● **Task statement**:
All of the entries below must be copied out exactly.

● **Source data**:
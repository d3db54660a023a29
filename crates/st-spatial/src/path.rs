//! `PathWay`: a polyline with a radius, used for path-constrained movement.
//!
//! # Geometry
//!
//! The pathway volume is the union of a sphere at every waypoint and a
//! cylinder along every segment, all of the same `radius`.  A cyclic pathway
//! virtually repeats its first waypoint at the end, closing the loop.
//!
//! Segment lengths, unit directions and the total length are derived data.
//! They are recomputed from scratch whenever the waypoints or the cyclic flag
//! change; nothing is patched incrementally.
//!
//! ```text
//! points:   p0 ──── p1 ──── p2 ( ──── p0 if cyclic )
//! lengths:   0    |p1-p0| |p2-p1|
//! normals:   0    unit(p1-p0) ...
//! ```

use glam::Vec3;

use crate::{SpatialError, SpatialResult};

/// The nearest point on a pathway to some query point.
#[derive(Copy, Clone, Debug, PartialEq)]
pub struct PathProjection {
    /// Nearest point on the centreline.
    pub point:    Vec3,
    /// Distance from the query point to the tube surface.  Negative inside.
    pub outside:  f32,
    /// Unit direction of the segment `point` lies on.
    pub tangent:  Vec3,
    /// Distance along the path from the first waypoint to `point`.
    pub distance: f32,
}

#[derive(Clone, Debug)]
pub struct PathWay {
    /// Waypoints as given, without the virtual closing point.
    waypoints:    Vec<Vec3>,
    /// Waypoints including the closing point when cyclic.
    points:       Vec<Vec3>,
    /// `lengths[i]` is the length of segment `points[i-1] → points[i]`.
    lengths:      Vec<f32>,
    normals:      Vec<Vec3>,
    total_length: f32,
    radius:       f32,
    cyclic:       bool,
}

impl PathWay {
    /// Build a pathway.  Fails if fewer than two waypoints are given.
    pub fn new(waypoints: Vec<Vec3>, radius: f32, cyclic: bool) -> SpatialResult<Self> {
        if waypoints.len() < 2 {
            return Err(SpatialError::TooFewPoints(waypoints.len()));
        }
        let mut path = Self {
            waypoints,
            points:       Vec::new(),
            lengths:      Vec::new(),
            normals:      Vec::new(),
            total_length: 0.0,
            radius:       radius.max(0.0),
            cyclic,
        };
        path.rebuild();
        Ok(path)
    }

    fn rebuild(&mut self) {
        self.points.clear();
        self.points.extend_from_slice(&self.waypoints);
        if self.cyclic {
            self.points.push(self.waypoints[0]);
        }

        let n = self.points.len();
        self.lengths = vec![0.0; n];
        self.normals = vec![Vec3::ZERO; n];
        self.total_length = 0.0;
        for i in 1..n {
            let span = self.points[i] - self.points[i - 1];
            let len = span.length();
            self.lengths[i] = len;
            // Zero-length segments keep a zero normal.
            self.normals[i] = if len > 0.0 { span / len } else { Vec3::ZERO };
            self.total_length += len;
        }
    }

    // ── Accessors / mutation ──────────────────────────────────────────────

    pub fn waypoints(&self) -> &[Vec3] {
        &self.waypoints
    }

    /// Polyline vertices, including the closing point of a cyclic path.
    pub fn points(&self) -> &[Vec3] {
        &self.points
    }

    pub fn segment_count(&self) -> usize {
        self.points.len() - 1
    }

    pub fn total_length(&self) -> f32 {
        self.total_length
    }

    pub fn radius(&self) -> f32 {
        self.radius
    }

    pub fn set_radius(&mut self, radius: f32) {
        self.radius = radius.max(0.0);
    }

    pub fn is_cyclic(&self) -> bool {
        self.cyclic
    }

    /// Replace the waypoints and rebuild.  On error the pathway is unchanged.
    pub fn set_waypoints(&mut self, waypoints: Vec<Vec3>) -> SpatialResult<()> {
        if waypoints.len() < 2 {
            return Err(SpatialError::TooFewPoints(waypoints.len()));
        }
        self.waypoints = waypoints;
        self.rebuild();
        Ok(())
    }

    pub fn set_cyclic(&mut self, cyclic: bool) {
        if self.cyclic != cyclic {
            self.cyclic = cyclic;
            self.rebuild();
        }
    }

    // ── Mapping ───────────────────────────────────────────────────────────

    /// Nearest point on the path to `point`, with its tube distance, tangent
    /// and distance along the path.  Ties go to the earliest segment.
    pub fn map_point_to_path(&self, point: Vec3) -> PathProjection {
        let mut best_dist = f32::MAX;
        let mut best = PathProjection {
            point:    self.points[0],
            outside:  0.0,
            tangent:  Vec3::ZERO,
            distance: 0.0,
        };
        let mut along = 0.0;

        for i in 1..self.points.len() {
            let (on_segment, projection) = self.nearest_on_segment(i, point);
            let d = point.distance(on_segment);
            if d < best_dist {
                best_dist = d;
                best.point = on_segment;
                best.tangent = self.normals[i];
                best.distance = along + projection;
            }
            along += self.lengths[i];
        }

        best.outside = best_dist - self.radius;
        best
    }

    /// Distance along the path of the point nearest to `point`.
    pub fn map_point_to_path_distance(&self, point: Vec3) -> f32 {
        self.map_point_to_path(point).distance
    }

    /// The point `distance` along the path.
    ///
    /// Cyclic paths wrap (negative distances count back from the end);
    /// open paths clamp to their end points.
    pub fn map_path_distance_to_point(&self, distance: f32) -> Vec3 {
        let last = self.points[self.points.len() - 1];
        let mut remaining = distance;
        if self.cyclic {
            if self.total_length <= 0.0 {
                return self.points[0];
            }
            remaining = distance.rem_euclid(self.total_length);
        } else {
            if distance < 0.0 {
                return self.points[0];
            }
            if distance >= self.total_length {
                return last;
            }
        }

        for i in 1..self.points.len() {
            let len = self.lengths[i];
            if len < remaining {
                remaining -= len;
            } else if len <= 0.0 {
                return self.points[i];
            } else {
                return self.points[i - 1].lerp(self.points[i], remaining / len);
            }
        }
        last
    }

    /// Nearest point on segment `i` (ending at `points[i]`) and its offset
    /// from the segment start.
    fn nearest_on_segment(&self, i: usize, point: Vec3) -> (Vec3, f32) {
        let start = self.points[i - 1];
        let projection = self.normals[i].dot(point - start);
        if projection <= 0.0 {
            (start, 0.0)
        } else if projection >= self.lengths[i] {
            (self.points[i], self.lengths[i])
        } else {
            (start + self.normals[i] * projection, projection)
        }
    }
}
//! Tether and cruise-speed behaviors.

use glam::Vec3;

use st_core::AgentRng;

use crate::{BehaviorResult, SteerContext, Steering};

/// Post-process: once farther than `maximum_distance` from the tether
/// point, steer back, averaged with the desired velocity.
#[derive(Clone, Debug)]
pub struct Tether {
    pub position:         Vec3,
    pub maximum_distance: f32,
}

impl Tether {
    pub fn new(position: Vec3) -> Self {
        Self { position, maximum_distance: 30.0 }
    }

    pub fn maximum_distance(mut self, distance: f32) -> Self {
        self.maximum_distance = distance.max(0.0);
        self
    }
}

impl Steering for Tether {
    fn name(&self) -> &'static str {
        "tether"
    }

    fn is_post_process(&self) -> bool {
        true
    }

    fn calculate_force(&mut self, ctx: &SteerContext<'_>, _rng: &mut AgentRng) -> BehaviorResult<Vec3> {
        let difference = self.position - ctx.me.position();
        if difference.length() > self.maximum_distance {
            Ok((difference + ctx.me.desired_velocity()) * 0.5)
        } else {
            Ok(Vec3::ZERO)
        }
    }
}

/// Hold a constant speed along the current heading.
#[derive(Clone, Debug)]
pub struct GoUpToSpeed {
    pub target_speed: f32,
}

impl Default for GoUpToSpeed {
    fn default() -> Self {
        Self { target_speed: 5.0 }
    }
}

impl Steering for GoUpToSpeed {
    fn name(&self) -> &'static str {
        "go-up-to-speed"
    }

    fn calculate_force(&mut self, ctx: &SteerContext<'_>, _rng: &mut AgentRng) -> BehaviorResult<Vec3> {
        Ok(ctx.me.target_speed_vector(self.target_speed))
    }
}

● **Task result**:
repository d3db54660a023a29
filename crates/st-spatial/src/path.rs
//! `PathWay`: a polyline with a radius, used for path-constrained movement.
//!
//! # Geometry
//!
//! The pathway volume is the union of a sphere at every waypoint and a
//! cylinder along every segment, all of the same `radius`.  A cyclic pathway
//! virtually repeats its first waypoint at the end, closing the loop.
//!
//! Segment lengths, unit directions and the total length are derived data.
//! They are recomputed from scratch whenever the waypoints or the cyclic flag
//! change; nothing is patched incrementally.
//!
//! ```text
//! points:   p0 ──── p1 ──── p2 ( ──── p0 if cyclic )
//! lengths:   0    |p1-p0| |p2-p1|
//! normals:   0    unit(p1-p0) ...
//! ```

use glam::Vec3;

use crate::{SpatialError, SpatialResult};

/// The nearest point on a pathway to some query point.
#[derive(Copy, Clone, Debug, PartialEq)]
pub struct PathProjection {
    /// Nearest point on the centreline.
    pub point:    Vec3,
    /// Distance from the query point to the tube surface.  Negative inside.
    pub outside:  f32,
    /// Unit direction of the segment `point` lies on.
    pub tangent:  Vec3,
    /// Distance along the path from the first waypoint to `point`.
    pub distance: f32,
}

#[derive(Clone, Debug)]
pub struct PathWay {
    /// Waypoints as given, without the virtual closing point.
    waypoints:    Vec<Vec3>,
    /// Waypoints including the closing point when cyclic.
    points:       Vec<Vec3>,
    /// `lengths[i]` is the length of segment `points[i-1] → points[i]`.
    lengths:      Vec<f32>,
    normals:      Vec<Vec3>,
    total_length: f32,
    radius:       f32,
    cyclic:       bool,
}

impl PathWay {
    /// Build a pathway.  Fails if fewer than two waypoints are given.
    pub fn new(waypoints: Vec<Vec3>, radius: f32, cyclic: bool) -> SpatialResult<Self> {
        if waypoints.len() < 2 {
            return Err(SpatialError::TooFewPoints(waypoints.len()));
        }
        let mut path = Self {
            waypoints,
            points:       Vec::new(),
            lengths:      Vec::new(),
            normals:      Vec::new(),
            total_length: 0.0,
            radius:       radius.max(0.0),
            cyclic,
        };
        path.rebuild();
        Ok(path)
    }

    fn rebuild(&mut self) {
        self.points.clear();
        self.points.extend_from_slice(&self.waypoints);
        if self.cyclic {
            self.points.push(self.waypoints[0]);
        }

        let n = self.points.len();
        self.lengths = vec![0.0; n];
        self.normals = vec![Vec3::ZERO; n];
        self.total_length = 0.0;
        for i in 1..n {
            let span = self.points[i] - self.points[i - 1];
            let len = span.length();
            self.lengths[i] = len;
            // Zero-length segments keep a zero normal.
            self.normals[i] = if len > 0.0 { span / len } else { Vec3::ZERO };
            self.total_length += len;
        }
    }

    // ── Accessors / mutation ──────────────────────────────────────────────

    pub fn waypoints(&self) -> &[Vec3] {
        &self.waypoints
    }

    /// Polyline vertices, including the closing point of a cyclic path.
    pub fn points(&self) -> &[Vec3] {
        &self.points
    }

    pub fn segment_count(&self) -> usize {
        self.points.len() - 1
    }

    pub fn total_length(&self) -> f32 {
        self.total_length
    }

    pub fn radius(&self) -> f32 {
        self.radius
    }

    pub fn set_radius(&mut self, radius: f32) {
        self.radius = radius.max(0.0);
    }

    pub fn is_cyclic(&self) -> bool {
        self.cyclic
    }

    /// Replace the waypoints and rebuild.  On error the pathway is unchanged.
    pub fn set_waypoints(&mut self, waypoints: Vec<Vec3>) -> SpatialResult<()> {
        if waypoints.len() < 2 {
            return Err(SpatialError::TooFewPoints(waypoints.len()));
        }
        self.waypoints = waypoints;
        self.rebuild();
        Ok(())
    }

    pub fn set_cyclic(&mut self, cyclic: bool) {
        if self.cyclic != cyclic {
            self.cyclic = cyclic;
            self.rebuild();
        }
    }

    // ── Mapping ───────────────────────────────────────────────────────────

    /// Nearest point on the path to `point`, with its tube distance, tangent
    /// and distance along the path.  Ties go to the earliest segment.
    pub fn map_point_to_path(&self, point: Vec3) -> PathProjection {
        let mut best_dist = f32::MAX;
        let mut best = PathProjection {
            point:    self.points[0],
            outside:  0.0,
            tangent:  Vec3::ZERO,
            distance: 0.0,
        };
        let mut along = 0.0;

        for i in 1..self.points.len() {
            let (on_segment, projection) = self.nearest_on_segment(i, point);
            let d = point.distance(on_segment);
            if d < best_dist {
                best_dist = d;
                best.point = on_segment;
                best.tangent = self.normals[i];
                best.distance = along + projection;
            }
            along += self.lengths[i];
        }

        best.outside = best_dist - self.radius;
        best
    }

    /// Distance along the path of the point nearest to `point`.
    pub fn map_point_to_path_distance(&self, point: Vec3) -> f32 {
        self.map_point_to_path(point).distance
    }

    /// The point `distance` along the path.
    ///
    /// Cyclic paths wrap (negative distances count back from the end);
    /// open paths clamp to their end points.
    pub fn map_path_distance_to_point(&self, distance: f32) -> Vec3 {
        let last = self.points[self.points.len() - 1];
        let mut remaining = distance;
        if self.cyclic {
            if self.total_length <= 0.0 {
                return self.points[0];
            }
            remaining = distance.rem_euclid(self.total_length);
        } else {
            if distance < 0.0 {
                return self.points[0];
            }
            if distance >= self.total_length {
                return last;
            }
        }

        for i in 1..self.points.len() {
            let len = self.lengths[i];
            if len < remaining {
                remaining -= len;
            } else if len <= 0.0 {
                return self.points[i];
            } else {
                return self.points[i - 1].lerp(self.points[i], remaining / len);
            }
        }
        last
    }

    /// Nearest point on segment `i` (ending at `points[i]`) and its offset
    /// from the segment start.
    fn nearest_on_segment(&self, i: usize, point: Vec3) -> (Vec3, f32) {
        let start = self.points[i - 1];
        let projection = self.normals[i].dot(point - start);
        if projection <= 0.0 {
            (start, 0.0)
        } else if projection >= self.lengths[i] {
            (self.points[i], self.lengths[i])
        } else {
            (start + self.normals[i] * projection, projection)
        }
    }
}
//! Tether and cruise-speed behaviors.

use glam::Vec3;

use st_core::AgentRng;

use crate::{BehaviorResult, SteerContext, Steering};

/// Post-process: once farther than `maximum_distance` from the tether
/// point, steer back, averaged with the desired velocity.
#[derive(Clone, Debug)]
pub struct Tether {
    pub position:         Vec3,
    pub maximum_distance: f32,
}

impl Tether {
    pub fn new(position: Vec3) -> Self {
        Self { position, maximum_distance: 30.0 }
    }

    pub fn maximum_distance(mut self, distance: f32) -> Self {
        self.maximum_distance = distance.max(0.0);
        self
    }
}

impl Steering for Tether {
    fn name(&self) -> &'static str {
        "tether"
    }

    fn is_post_process(&self) -> bool {
        true
    }

    fn calculate_force(&mut self, ctx: &SteerContext<'_>, _rng: &mut AgentRng) -> BehaviorResult<Vec3> {
        let difference = self.position - ctx.me.position();
        if difference.length() > self.maximum_distance {
            Ok((difference + ctx.me.desired_velocity()) * 0.5)
        } else {
            Ok(Vec3::ZERO)
        }
    }
}

/// Hold a constant speed along the current heading.
#[derive(Clone, Debug)]
pub struct GoUpToSpeed {
    pub target_speed: f32,
}

impl Default for GoUpToSpeed {
    fn default() -> Self {
        Self { target_speed: 5.0 }
    }
}

impl Steering for GoUpToSpeed {
    fn name(&self) -> &'static str {
        "go-up-to-speed"
    }

    fn calculate_force(&mut self, ctx: &SteerContext<'_>, _rng: &mut AgentRng) -> BehaviorResult<Vec3> {
        Ok(ctx.me.target_speed_vector(self.target_speed))
    }
}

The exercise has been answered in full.